FAQs

Q. Are there interview questions that are lawful and ones that are not?
A. The guiding principle behind any question to an applicant—whether the question is asked by the interviewer or appears on the application form—should be, “Can the employer demonstrate a job-related necessity for asking the question?” The intent behind the question, as well as how the information is used, is what the EEOC examines to determine if any discrimination has occurred.

Therefore, an applicant should only be asked questions that are job-related. Before asking the question, the interviewer should first determine whether this information is really necessary in order to judge the applicant’s qualifications, level of skills and overall competence for the job in question.

Q. What do I need to know before I terminate an employee?
A. Termination of employment is a difficult area that often spurs litigation. However, if the termination decision is arrived thoughtfully and conducted properly, an employer can dramatically decrease its risk of being held liable for employment discrimination or other types of wrongful termination or discharge.

Q. We often put workplace posters on our company intranet. If we only post them there, will we be in compliance?
A. Intranets can be effective tools to communicate with employees, especially if employees are geographically dispersed. Many employers also use company intranets to post their company newsletters and handbooks to ease the administrative burdens that physical distribution can create. But using your company intranet as the sole vehicle for displaying federally mandated workplace employment posters may not relieve you of your obligation under Fair Labor Standards Act (FLSA) regulations, for example, to physically display posters “in conspicuous places in every establishment where such employees are employed so as to permit them to observe readily a copy” ( 29 CFR 516.4 . ) Required posters must be displayed “so they are easily visible to the intended audience,” according to the U.S. Department of Labor instructions found in http://www.dol.gov/index.htm.

Q. When is overtime due?
A. For covered, nonexempt employees, the Fair Labor Standards Act (FLSA) requires overtime pay at a rate of not less than one and one-half times an employee's regular rate of pay after 40 hours of work in a workweek. Some exceptions to the 40 hours per week standard apply under special circumstances to police officers and firefighters employed by public agencies and to employees of hospitals and nursing homes.
Some states also have enacted overtime laws. Where an employee is subject to both the state and federal overtime laws, the employee is entitled to overtime according to the higher standard (i.e., the standard that will provide the higher rate of pay).

Q. Why does a company have to offer its employees progressive discipline if they are employed at-will?
A. Although the idea of giving employees written notice of substandard performance seems to contradict the employment-at-will doctrine, documenting discipline remains a critical activity that can help companies overcome outside legal challenges.

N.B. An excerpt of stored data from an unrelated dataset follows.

use serde::{Deserialize, Serialize};
use std::fmt;

// --- Typed IDs ---

macro_rules! typed_id {
    ($name:ident) => {
        #[derive(Serialize, Deserialize, Clone, Debug, PartialEq, Eq, Hash)]
        #[serde(transparent)]
        pub struct $name(pub String);

        impl $name {
            pub fn new(s: impl Into<String>) -> Self {
                Self(s.into())
            }
            pub fn as_str(&self) -> &str {
                &self.0
            }
        }

        impl fmt::Display for $name {
            fn fmt(&self, f: &mut fmt::Formatter<'_>) -> fmt::Result {
                f.write_str(&self.0)
            }
        }

        impl From<&str> for $name {
            fn from(s: &str) -> Self {
                Self(s.to_string())
            }
        }
    };
}

// IP asset or dispute the evidence is about
typed_id!(SubjectId);
// Content identifier in the content-addressed store
typed_id!(Cid);
typed_id!(TxHash);
typed_id!(DisputeId);
typed_id!(IpId);

/// Opaque list position returned by the list API. The empty string is the
/// first-page sentinel and is never sent upstream.
#[derive(Serialize, Deserialize, Clone, Debug, Default, PartialEq, Eq, Hash)]
#[serde(transparent)]
pub struct PageCursor(String);

impl PageCursor {
    pub fn new(cursor: impl Into<String>) -> Self {
        Self(cursor.into())
    }

    pub fn first_page() -> Self {
        Self(String::new())
    }

    pub fn is_first_page(&self) -> bool {
        self.0.is_empty()
    }

    pub fn as_str(&self) -> &str {
        &self.0
    }

    /// Cursor to put on the wire, `None` for the sentinel.
    pub fn as_param(&self) -> Option<&str> {
        if self.is_first_page() {
            None
        } else {
            Some(&self.0)
        }
    }
}

impl fmt::Display for PageCursor {
    fn fmt(&self, f: &mut fmt::Formatter<'_>) -> fmt::Result {
        if self.is_first_page() {
            f.write_str("<first>")
        } else {
            f.write_str(&self.0)
        }
    }
}

/// Unix timestamp in milliseconds
#[derive(Clone, Copy, Debug, PartialEq, Eq, PartialOrd, Ord, Hash, Serialize, Deserialize)]
pub struct UnixTimeMs(pub u64);

impl UnixTimeMs {
    pub fn now() -> Self {
        Self(
            std::time::SystemTime::now()
                .duration_since(std::time::UNIX_EPOCH)
                .unwrap_or_default()
                .as_millis() as u64,
        )
    }

    /// ISO-8601 rendering with millisecond precision, always in UTC.
    pub fn to_rfc3339(self) -> String {
        let millis = i64::try_from(self.0).unwrap_or(i64::MAX);
        chrono::DateTime::from_timestamp_millis(millis)
            .unwrap_or_default()
            .to_rfc3339_opts(chrono::SecondsFormat::Millis, true)
    }
}

// ============================================================================
// Marketplace list records
// ============================================================================

#[derive(Serialize, Deserialize, Clone, Debug, PartialEq)]
#[serde(rename_all = "camelCase")]
pub struct IpAssetSummary {
    pub id: IpId,
    #[serde(default)]
    pub name: Option<String>,
    #[serde(default)]
    pub owner_address: Option<String>,
    #[serde(default)]
    pub token_contract: Option<String>,
    #[serde(default)]
    pub token_id: Option<String>,
    #[serde(default)]
    pub media_url: Option<String>,
    #[serde(default)]
    pub created_at: Option<String>,
}

#[derive(Serialize, Deserialize, Clone, Debug, PartialEq)]
#[serde(rename_all = "camelCase")]
pub struct TransactionRecord {
    pub tx_hash: TxHash,
    #[serde(default)]
    pub ip_id: Option<IpId>,
    #[serde(default)]
    pub event_type: Option<String>,
    #[serde(default)]
    pub initiator: Option<String>,
    #[serde(default)]
    pub block_number: Option<u64>,
    #[serde(default)]
    pub created_at: Option<String>,
}

#[derive(Serialize, Deserialize, Clone, Copy, Debug, PartialEq, Eq)]
#[serde(rename_all = "SCREAMING_SNAKE_CASE")]
pub enum DisputeStatus {
    Raised,
    InDispute,
    Resolved,
    Cancelled,
    #[serde(other)]
    Unknown,
}

#[derive(Serialize, Deserialize, Clone, Debug, PartialEq)]
#[serde(rename_all = "camelCase")]
pub struct DisputeRecord {
    pub id: DisputeId,
    pub target_ip_id: IpId,
    #[serde(default)]
    pub initiator: Option<String>,
    #[serde(default)]
    pub target_tag: Option<String>,
    #[serde(default)]
    pub evidence_cid: Option<Cid>,
    pub status: DisputeStatus,
}
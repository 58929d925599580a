//! Evidence upload and on-chain submission.
//!
//! Files go to the content store one at a time, in bundle order, followed by
//! the manifest that lists them. Only the manifest CID is handed to the
//! on-chain write. Any upload failure aborts before the write; files already
//! stored stay where they are.

use serde::{Deserialize, Serialize};
use std::sync::atomic::{AtomicBool, Ordering};
use std::sync::{Arc, Mutex, PoisonError};
use thiserror::Error;
use tokio::sync::watch;
use tracing::{debug, error, info, instrument};

use crate::capabilities::chain::{EvidenceWrite, GENERIC_CHAIN_ERROR};
use crate::capabilities::content_store::{ContentStore, UploadBlob};
use crate::capabilities::HttpError;
use crate::evidence::{EvidenceBundle, EvidenceCollector, EvidenceError};
use crate::in_flight::InFlight;
use crate::manifest::{manifest_file_name, ManifestBuilder, ManifestFileEntry};
use crate::model::{Cid, DisputeId, SubjectId, TxHash, UnixTimeMs};

/// Percentage of uploads completed, in `[0, 100]`.
#[derive(Clone, Copy, Debug, Default, PartialEq, PartialOrd, Serialize, Deserialize)]
#[serde(transparent)]
pub struct UploadProgress(f32);

impl UploadProgress {
    pub const ZERO: Self = Self(0.0);
    pub const COMPLETE: Self = Self(100.0);

    pub fn from_counts(completed: usize, total: usize) -> Self {
        if total == 0 {
            return Self::ZERO;
        }
        let ratio = completed.min(total) as f32 / total as f32;
        Self(ratio * 100.0)
    }

    pub fn percent(self) -> f32 {
        self.0
    }
}

#[derive(Clone, Debug, PartialEq, Eq, Serialize, Deserialize)]
#[serde(tag = "status", rename_all = "camelCase")]
pub enum SubmissionResult {
    #[serde(rename_all = "camelCase")]
    Success {
        tx_hash: TxHash,
        #[serde(default, skip_serializing_if = "Option::is_none")]
        dispute_id: Option<DisputeId>,
    },
    #[serde(rename_all = "camelCase")]
    Failure { error_message: String },
}

impl SubmissionResult {
    pub fn is_success(&self) -> bool {
        matches!(self, SubmissionResult::Success { .. })
    }
}

#[derive(Clone, Debug, PartialEq, Eq)]
pub enum UploadTarget {
    /// 0-based position in the bundle.
    File { index: usize, name: String },
    Manifest,
}

impl std::fmt::Display for UploadTarget {
    fn fmt(&self, f: &mut std::fmt::Formatter<'_>) -> std::fmt::Result {
        match self {
            UploadTarget::File { index, name } => write!(f, "file #{} ({})", index + 1, name),
            UploadTarget::Manifest => f.write_str("evidence manifest"),
        }
    }
}

#[derive(Debug, Clone, Error, PartialEq)]
pub enum SubmissionError {
    #[error(transparent)]
    Validation(#[from] EvidenceError),

    #[error("a submission is already in progress")]
    AlreadyInFlight,

    #[error("failed to upload {target}: {source}")]
    Upload {
        target: UploadTarget,
        #[source]
        source: HttpError,
    },

    #[error("failed to encode manifest: {0}")]
    Manifest(String),

    #[error("{message}")]
    OnChain { message: String },
}

impl SubmissionError {
    /// Local precondition failures; nothing was sent anywhere.
    pub fn is_validation(&self) -> bool {
        matches!(self, SubmissionError::Validation(_) | SubmissionError::AlreadyInFlight)
    }
}

/// What happens to the bundle after a successful write.
#[derive(Clone, Copy, Debug, Default, PartialEq, Eq)]
pub enum ResetPolicy {
    /// Clears the bundle unless it was edited while the submission ran.
    #[default]
    ClearOnSuccess,
    /// The caller clears via [`SubmissionPipeline::reset`] once it has shown
    /// the result.
    KeepForDisplay,
}

#[derive(Clone, Debug, PartialEq, Eq)]
pub struct SubmissionReceipt {
    pub tx_hash: TxHash,
    pub dispute_id: Option<DisputeId>,
    pub evidence_cid: Cid,
}

#[derive(Clone, Debug, PartialEq)]
pub struct SubmissionView {
    pub submitting: bool,
    pub progress: UploadProgress,
    pub last_result: Option<SubmissionResult>,
}

pub struct SubmissionPipeline<S> {
    evidence: Arc<EvidenceCollector>,
    store: S,
    reset_policy: ResetPolicy,
    in_flight: AtomicBool,
    progress: watch::Sender<UploadProgress>,
    last_result: Mutex<Option<SubmissionResult>>,
}

impl<S: ContentStore> SubmissionPipeline<S> {
    pub fn new(evidence: Arc<EvidenceCollector>, store: S, reset_policy: ResetPolicy) -> Self {
        Self {
            evidence,
            store,
            reset_policy,
            in_flight: AtomicBool::new(false),
            progress: watch::Sender::new(UploadProgress::ZERO),
            last_result: Mutex::new(None),
        }
    }

    pub fn evidence(&self) -> &Arc<EvidenceCollector> {
        &self.evidence
    }

    pub fn subscribe(&self) -> watch::Receiver<UploadProgress> {
        self.progress.subscribe()
    }

    pub fn progress(&self) -> UploadProgress {
        *self.progress.borrow()
    }

    pub fn is_submitting(&self) -> bool {
        self.in_flight.load(Ordering::Acquire)
    }

    pub fn last_result(&self) -> Option<SubmissionResult> {
        self.last_result.lock().unwrap_or_else(PoisonError::into_inner).clone()
    }

    pub fn view(&self) -> SubmissionView {
        SubmissionView {
            submitting: self.is_submitting(),
            progress: self.progress(),
            last_result: self.last_result(),
        }
    }

    /// Clears the bundle and the last result. Refused while submitting.
    pub fn reset(&self) -> bool {
        let Some(_guard) = InFlight::try_acquire(&self.in_flight) else {
            return false;
        };
        self.evidence.clear();
        self.progress.send_replace(UploadProgress::ZERO);
        *self.last_result.lock().unwrap_or_else(PoisonError::into_inner) = None;
        true
    }

    /// Uploads the bundle and invokes `write` with the manifest CID.
    ///
    /// Dropping the returned future abandons the submission: no further
    /// uploads are issued, no result is recorded, and the pipeline accepts a
    /// new submission.
    #[instrument(skip(self, subject, write), fields(subject = %subject, purpose = write.purpose()))]
    pub async fn submit<W>(&self, subject: &SubjectId, write: &W) -> Result<SubmissionReceipt, SubmissionError>
    where
        W: EvidenceWrite + ?Sized,
    {
        let Some(_guard) = InFlight::try_acquire(&self.in_flight) else {
            debug!("submit called while a submission is in flight");
            return Err(SubmissionError::AlreadyInFlight);
        };

        let bundle = self.evidence.snapshot();
        bundle.check()?;

        self.progress.send_replace(UploadProgress::ZERO);
        *self.last_result.lock().unwrap_or_else(PoisonError::into_inner) = None;

        let outcome = self.run(subject, write, &bundle).await;
        let result = match &outcome {
            Ok(receipt) => {
                info!(tx_hash = %receipt.tx_hash, evidence_cid = %receipt.evidence_cid, "evidence submitted");
                if self.reset_policy == ResetPolicy::ClearOnSuccess
                    && !self.evidence.clear_if_unchanged(&bundle)
                {
                    info!("evidence edited during submission, keeping the form");
                }
                SubmissionResult::Success {
                    tx_hash: receipt.tx_hash.clone(),
                    dispute_id: receipt.dispute_id.clone(),
                }
            }
            Err(e) => {
                error!(error = %e, "evidence submission failed");
                SubmissionResult::Failure {
                    error_message: e.to_string(),
                }
            }
        };
        *self.last_result.lock().unwrap_or_else(PoisonError::into_inner) = Some(result);

        outcome
    }

    async fn run<W>(
        &self,
        subject: &SubjectId,
        write: &W,
        bundle: &EvidenceBundle,
    ) -> Result<SubmissionReceipt, SubmissionError>
    where
        W: EvidenceWrite + ?Sized,
    {
        let total = bundle.files().len() + 1;
        let mut manifest = ManifestBuilder::new(subject.clone());

        for (index, evidence) in bundle.files().iter().enumerate() {
            let file = &evidence.file;
            let blob = UploadBlob::new(file.name.clone(), file.mime_type.clone(), file.bytes.clone());
            let cid = self.store.upload(blob).await.map_err(|source| SubmissionError::Upload {
                target: UploadTarget::File {
                    index,
                    name: file.name.clone(),
                },
                source,
            })?;
            debug!(index, %cid, "file uploaded");

            manifest.push_file(ManifestFileEntry {
                name: file.name.clone(),
                content_type: file.mime_type.clone(),
                url: self.store.content_url(&cid),
                cid,
            });
            self.advance(UploadProgress::from_counts(index + 1, total));
        }

        let now = UnixTimeMs::now();
        let manifest = manifest.build(bundle.description().trim(), bundle.non_blank_urls(), now);
        let bytes = manifest
            .to_json_bytes()
            .map_err(|e| SubmissionError::Manifest(e.to_string()))?;
        let blob = UploadBlob::json(manifest_file_name(write.purpose(), now), bytes);
        let evidence_cid = self.store.upload(blob).await.map_err(|source| SubmissionError::Upload {
            target: UploadTarget::Manifest,
            source,
        })?;
        self.advance(UploadProgress::COMPLETE);
        info!(%evidence_cid, files = manifest.files.len(), "manifest uploaded");

        let receipt = write
            .write(subject, &evidence_cid)
            .await
            .map_err(|e| SubmissionError::OnChain {
                message: e.message().to_string(),
            })?;

        match receipt {
            Some(receipt) => match receipt.tx_hash.filter(|h| !h.as_str().trim().is_empty()) {
                Some(tx_hash) => Ok(SubmissionReceipt {
                    tx_hash,
                    dispute_id: receipt.dispute_id,
                    evidence_cid,
                }),
                None => Err(SubmissionError::OnChain {
                    message: GENERIC_CHAIN_ERROR.to_string(),
                }),
            },
            None => Err(SubmissionError::OnChain {
                message: GENERIC_CHAIN_ERROR.to_string(),
            }),
        }
    }

    fn advance(&self, next: UploadProgress) {
        self.progress.send_if_modified(|current| {
            if next > *current {
                *current = next;
                true
            } else {
                false
            }
        });
    }
}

Q. What does the definition of insubordination cover? One of my employees rolled her eyes and gestured in a disrespectful fashion when I asked her to obtain information for me in connection with her job duties. When I asked her about this, she said she was trying to finish up some work before leaving on vacation. She did not supply me with the information and her attitude is typical. Does her conduct constitute insubordination?
A. The short answer is that because the employee deliberately failed to supply you with the information you requested, her conduct could likely constitute insubordination. However, it may not be appropriate to take an adverse employment action against her, such as termination, without first establishing a written record of the employee's insubordination.

It is a well-established principle that employees, including those who hold executory or supervisory powers, have a duty to obey all reasonable instructions of the employer. See Cal. Lab. Code § 2856; Cornett v. NBC Weather Plus, LLC, 2008 NY Slip Op 50021U 1, 5 (N.Y. Sup. Ct. 2008).

Even if the instruction is given in bad faith, an employee may still have an obligation to perform and then, later, enter into a grievance process. See Reilly v. Polychrome Corp. and Sun Chemical Corp., 872 F.Supp. 1265, 1268 (1995) (citing Development Co. of Am. v. King, 161 F. 91 (2d Cir. 1908)). This duty exists to ensure that employers can effectively run their businesses.

Insubordination may involve different factual scenarios, but is generally defined as a willful or intentional failure to obey a lawful and reasonable request of a supervisor. The elements of insubordination commonly include: (1) a direct or implied order that was issued to an employee, (2) the employee received and understood the order and (3) the employee refused to obey the order either through a statement of refusal or nonperformance.

Insubordination should not be confused with insolence. Although both may serve as grounds for termination, insubordination most commonly has to do with an employee's refusal to perform, whereas insolence tends to involve an employee being rude or disrespectful.